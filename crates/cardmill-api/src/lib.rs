//! # cardmill-api
//!
//! HTTP surface for the cardmill card-generation service: synchronous
//! generation, async submission, job status lookup, and health.

use axum::routing::{get, post};
use axum::Router;
use tower_http::request_id::{MakeRequestId, RequestId};
use uuid::Uuid;

pub mod error;
pub mod handlers;

pub use error::ApiError;
pub use handlers::AppState;

/// Generates time-ordered UUIDv7 request correlation IDs.
///
/// UUIDv7 embeds a Unix timestamp, so IDs sort chronologically across
/// request logs.
#[derive(Clone, Default)]
pub struct MakeRequestUuidV7;

impl MakeRequestId for MakeRequestUuidV7 {
    fn make_request_id<B>(&mut self, _request: &axum::http::Request<B>) -> Option<RequestId> {
        let id = Uuid::now_v7().to_string().parse().ok()?;
        Some(RequestId::new(id))
    }
}

/// Build the application router. Middleware layers are applied by the
/// binary so tests can drive routes directly.
pub fn router(state: AppState) -> Router {
    Router::new()
        .route("/health", get(handlers::health))
        .route("/generate", post(handlers::generate))
        .route("/generate-async", post(handlers::generate_async))
        .route("/jobs/:job_id", get(handlers::job_status))
        .with_state(state)
}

TASK GOAL -
Copy out the lines above, from the one holding "impl MakeRequestId for" through the final line, with no other lines.

SOLUTION TO THE EXERCISE -
impl MakeRequestId for MakeRequestUuidV7 {
    fn make_request_id<B>(&mut self, _request: &axum::http::Request<B>) -> Option<RequestId> {
        let id = Uuid::now_v7().to_string().parse().ok()?;
        Some(RequestId::new(id))
    }
}

/// Build the application router. Middleware layers are applied by the
/// binary so tests can drive routes directly.
pub fn router(state: AppState) -> Router {
    Router::new()
        .route("/health", get(handlers::health))
        .route("/generate", post(handlers::generate))
        .route("/generate-async", post(handlers::generate_async))
        .route("/jobs/:job_id", get(handlers::job_status))
        .with_state(state)
}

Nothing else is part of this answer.